* [Problem requirements] Would you retype each record exactly as given?

--- START ---

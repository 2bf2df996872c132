use anyhow::{anyhow, Result};
use chrono::Local;
use console::style;

use recap_core::SearchRecord;
use recap_store::SearchHistory;

use super::summarize::print_record;
use super::Context;
use crate::ui;

fn history(ctx: &Context) -> SearchHistory<'_, SearchRecord> {
    SearchHistory::new(&ctx.store)
}

// Users count from 1, the store from 0.
fn index_of(number: usize) -> Result<usize> {
    number
        .checked_sub(1)
        .ok_or_else(|| anyhow!("History entries are numbered from 1."))
}

pub fn list(ctx: &Context) -> Result<()> {
    let entries = history(ctx).list()?;
    if entries.is_empty() {
        ui::info("No saved summaries yet. Run `recap summarize` first.");
        return Ok(());
    }

    println!();
    for (i, record) in entries.iter().enumerate() {
        println!(
            "  {}. #{} · {}  {}",
            i + 1,
            style(&record.channel_name).bold(),
            record.server_name,
            style(format!(
                "{} messages, {}",
                record.message_count,
                record.created_at.with_timezone(&Local).format("%Y-%m-%d %H:%M")
            ))
            .dim()
        );
    }
    println!();
    Ok(())
}

pub fn show(ctx: &Context, number: usize) -> Result<()> {
    let index = index_of(number)?;
    let record = history(ctx)
        .list()?
        .into_iter()
        .nth(index)
        .ok_or_else(|| anyhow!("No saved summary #{}.", number))?;
    print_record(&record);
    Ok(())
}

pub fn remove(ctx: &Context, number: usize) -> Result<()> {
    let index = index_of(number)?;
    let removed = history(ctx)
        .remove(index)?
        .ok_or_else(|| anyhow!("No saved summary #{}.", number))?;
    ui::success(&format!(
        "Removed #{} · {} ({} messages).",
        removed.channel_name, removed.server_name, removed.message_count
    ));
    Ok(())
}

#[cfg(test)]
mod tests {
    use super::*;

    #[test]
    fn test_index_of_is_one_based() {
        assert_eq!(index_of(1).unwrap(), 0);
        assert_eq!(index_of(10).unwrap(), 9);
        assert!(index_of(0).is_err());
    }
}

--- END ---

* [Output of the exercise]
repository 2bf2df996872c132
use anyhow::{anyhow, Result};
use chrono::Local;
use console::style;

use recap_core::SearchRecord;
use recap_store::SearchHistory;

use super::summarize::print_record;
use super::Context;
use crate::ui;

fn history(ctx: &Context) -> SearchHistory<'_, SearchRecord> {
    SearchHistory::new(&ctx.store)
}

// Users count from 1, the store from 0.
fn index_of(number: usize) -> Result<usize> {
    number
        .checked_sub(1)
        .ok_or_else(|| anyhow!("History entries are numbered from 1."))
}

pub fn list(ctx: &Context) -> Result<()> {
    let entries = history(ctx).list()?;
    if entries.is_empty() {
        ui::info("No saved summaries yet. Run `recap summarize` first.");
        return Ok(());
    }

    println!();
    for (i, record) in entries.iter().enumerate() {
        println!(
            "  {}. #{} · {}  {}",
            i + 1,
            style(&record.channel_name).bold(),
            record.server_name,
            style(format!(
                "{} messages, {}",
                record.message_count,
                record.created_at.with_timezone(&Local).format("%Y-%m-%d %H:%M")
            ))
            .dim()
        );
    }
    println!();
    Ok(())
}

pub fn show(ctx: &Context, number: usize) -> Result<()> {
    let index = index_of(number)?;
    let record = history(ctx)
        .list()?
        .into_iter()
        .nth(index)
        .ok_or_else(|| anyhow!("No saved summary #{}.", number))?;
    print_record(&record);
    Ok(())
}

pub fn remove(ctx: &Context, number: usize) -> Result<()> {
    let index = index_of(number)?;
    let removed = history(ctx)
        .remove(index)?
        .ok_or_else(|| anyhow!("No saved summary #{}.", number))?;
    ui::success(&format!(
        "Removed #{} · {} ({} messages).",
        removed.channel_name, removed.server_name, removed.message_count
    ));
    Ok(())
}

#[cfg(test)]
mod tests {
    use super::*;

    #[test]
    fn test_index_of_is_one_based() {
        assert_eq!(index_of(1).unwrap(), 0);
        assert_eq!(index_of(10).unwrap(), 9);
        assert!(index_of(0).is_err());
    }
}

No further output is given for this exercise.